Posted on from Changeboard

There are approximately 427,000 women currently on a career break, how can you make sure they get a fair deal upon their return to work?

Two-thirds of women returning to work from a career break have to go into lower-skilled jobs, or work fewer hours than they would like.

According to research by PwC, Women Returners and 30% Club, 427,000 female UK professionals are estimated to be on a career break. Of those, three in five (around 249,000 women) are likely to enter lower skilled roles, leading to an immediate 12-32% reduction in hourly earnings.

A further 29,000 women returning to part-time work would prefer to work long hours but are unable due to a lack of flexible hours. 

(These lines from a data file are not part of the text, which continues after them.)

// Simulated brake rig on a virtual clock
//
// Acknowledges every command the way the bridge firmware does and emits one
// encoder packet per poll. The shaft twists in proportion to the applied
// brake torque, so a run recorded here calibrates back to the configured
// stiffness.

use std::collections::VecDeque;

use tracing::debug;

use super::{Link, Result, WriteSchedule};
use crate::lookup::BrakeLookup;
use crate::messages::{Command, Packet};

/// Physical behaviour of the simulated rig
#[derive(Debug, Clone)]
pub struct RigModel {
    pub lookup: BrakeLookup,
    /// Shaft twist per unit of applied torque
    pub degrees_per_newton_meter: f64,
    pub gear_ratio: f64,
    /// Shaft rotation speed per motor command count (deg/s)
    pub spin_rate: f64,
    pub encoder_offsets: [f64; 2],
    /// Extra apparent twist while the motor runs in reverse
    pub backlash_deg: f64,
}

pub struct SimulatedRig {
    model: RigModel,
    clock: f64,
    sample_period: f64,
    schedule: WriteSchedule,
    pending: VecDeque<Packet>,
    brake: u8,
    rising: bool,
    motor: i16,
    spin: f64,
    open: bool,
    close_at: Option<f64>,
}

impl SimulatedRig {
    pub fn new(model: RigModel, sample_period: f64) -> Self {
        Self {
            model,
            clock: 0.0,
            sample_period,
            schedule: WriteSchedule::new(),
            pending: VecDeque::new(),
            brake: 0,
            rising: true,
            motor: 0,
            spin: 0.0,
            open: true,
            close_at: None,
        }
    }

    /// Disconnect once the virtual clock reaches `seconds`
    pub fn close_at(mut self, seconds: f64) -> Self {
        self.close_at = Some(seconds);
        self
    }

    pub fn clock(&self) -> f64 {
        self.clock
    }

    fn apply(&mut self, command: Command) {
        debug!("Sim rig applying {}", command);
        match command {
            Command::Brake(value) => {
                if value != self.brake {
                    self.rising = value > self.brake;
                }
                self.brake = value;
                self.pending.push_back(Packet::brake_ack(self.clock, value));
            }
            Command::Motor(value) => {
                self.motor = value;
                self.pending.push_back(Packet::motor_ack(self.clock, value));
            }
        }
    }

    /// Shaft twist (deg) for the current brake and motor state
    fn twist(&self) -> f64 {
        let table = if self.rising {
            &self.model.lookup.ascending
        } else {
            &self.model.lookup.descending
        };
        let torque = table.torque(self.brake) * self.model.degrees_per_newton_meter;
        let backlash = if self.motor < 0 { self.model.backlash_deg } else { 0.0 };
        self.motor.signum() as f64 * torque + backlash
    }

    fn sample(&mut self) -> Packet {
        self.spin += self.motor as f64 * self.model.spin_rate * self.sample_period;
        let gear = self.model.gear_ratio;
        let [offset1, offset2] = self.model.encoder_offsets;
        Packet::encoder(
            self.clock,
            offset1 + (self.spin + self.twist()) / gear,
            offset2 + self.spin / gear,
        )
    }
}

impl Link for SimulatedRig {
    fn ok(&self) -> bool {
        self.open && self.close_at.is_none_or(|t| self.clock < t)
    }

    fn read(&mut self) -> Result<Option<Packet>> {
        if !self.ok() {
            return Ok(None);
        }

        self.clock += self.sample_period;
        for command in self.schedule.due(self.clock) {
            self.apply(command);
        }

        match self.pending.pop_front() {
            Some(packet) => Ok(Some(packet)),
            None => Ok(Some(self.sample())),
        }
    }

    fn write(&mut self, command: Command) {
        self.schedule.push_command(command);
    }

    fn write_and_wait(&mut self, seconds: f64) {
        self.schedule.push_pause(seconds);
    }

    fn stop(&mut self) {
        self.schedule.clear();
        self.brake = 0;
        self.motor = 0;
        self.open = false;
    }
}

#[cfg(test)]
mod tests {
    use super::*;
    use crate::lookup::LookupTable;
    use crate::messages::PacketTag;

    fn linear_model() -> RigModel {
        let table = LookupTable::from_values((0..256).map(|b| b as f64 * 0.01).collect()).unwrap();
        RigModel {
            lookup: BrakeLookup {
                ascending: table.clone(),
                descending: table,
            },
            degrees_per_newton_meter: 2.0,
            gear_ratio: 0.5,
            spin_rate: 1.0,
            encoder_offsets: [10.0, 20.0],
            backlash_deg: 0.0,
        }
    }

    #[test]
    fn test_commands_are_acknowledged_in_order() {
        let mut rig = SimulatedRig::new(linear_model(), 0.01);
        rig.write(Command::Motor(100));
        rig.write(Command::Brake(50));

        let first = rig.read().unwrap().unwrap();
        assert_eq!(first.tag, PacketTag::MotorAck);
        assert_eq!(first.payload, vec![100.0]);
        let second = rig.read().unwrap().unwrap();
        assert_eq!(second.tag, PacketTag::BrakeAck);
        assert_eq!(second.payload, vec![50.0]);
        assert_eq!(rig.read().unwrap().unwrap().tag, PacketTag::Encoder);
    }

    #[test]
    fn test_twist_follows_torque() {
        let mut rig = SimulatedRig::new(linear_model(), 0.01);
        rig.write(Command::Motor(100));
        rig.write(Command::Brake(100));
        rig.read().unwrap();
        rig.read().unwrap();

        let packet = rig.read().unwrap().unwrap();
        let twist = (packet.payload[0] - 10.0) * 0.5 - (packet.payload[1] - 20.0) * 0.5;
        // 100 counts * 0.01 N·m * 2 deg/N·m
        assert!((twist - 2.0).abs() < 1e-9);
    }

    #[test]
    fn test_pauses_delay_commands() {
        let mut rig = SimulatedRig::new(linear_model(), 0.1);
        rig.write_and_wait(0.55);
        rig.write(Command::Brake(1));

        let mut ack_time = None;
        for _ in 0..20 {
            let packet = rig.read().unwrap().unwrap();
            if packet.tag == PacketTag::BrakeAck {
                ack_time = Some(packet.timestamp);
                break;
            }
        }
        let ack_time = ack_time.unwrap();
        assert!(ack_time >= 0.55 && ack_time < 0.8, "ack at {}", ack_time);
    }

    #[test]
    fn test_close_and_stop() {
        let mut rig = SimulatedRig::new(linear_model(), 0.5).close_at(1.0);
        assert!(rig.ok());
        rig.read().unwrap();
        rig.read().unwrap();
        assert!(!rig.ok());
        assert!(rig.read().unwrap().is_none());

        let mut rig = SimulatedRig::new(linear_model(), 0.5);
        rig.stop();
        assert!(!rig.ok());
    }
}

Brenda Trenowden, global chair of 30% Club said: “Recruiters and employers need to do more to reassess how they evaluate a candidate’s potential and work to address the negative bias towards CV gaps. Getting more senior women back into the workplace will help businesses build stronger pipelines of potential female leaders and improve the diversity of businesses at senior levels. 

“Returnships create an effective route back to mid-to senior-level professional roles, and the availability of part-time and flexible opportunities in professional roles helps widen the pool of talent businesses can access.”

An occupational downgrade could have a significant personal economic effect on many women. PwC has estimated that by allowing returning female employees to work to their full potential could boost their combined annual earning by £637million. 

Increasing the hours worked by those forced into part time roles, could boost earnings to this group by £423million. Taken together, returning women are missing out on £1.1billion a year, equivalent to £4,000 for each woman. 

The research estimates that the multiplier effect from the increased and spending power of these women could drive a further increase in output in the UK economy of £1.7billion.

Laura Hinton, executive board member and head of people at PwC said: “The business and economic arguments for getting more women back into high quality work following a career break are compelling. 

“Our research shows the UK economy could see a £1.7billion boost, women will get higher earnings and businesses will benefit from a stronger pipeline of female leaders and more diverse teams. Many women want to return, it is the system that needs to change.”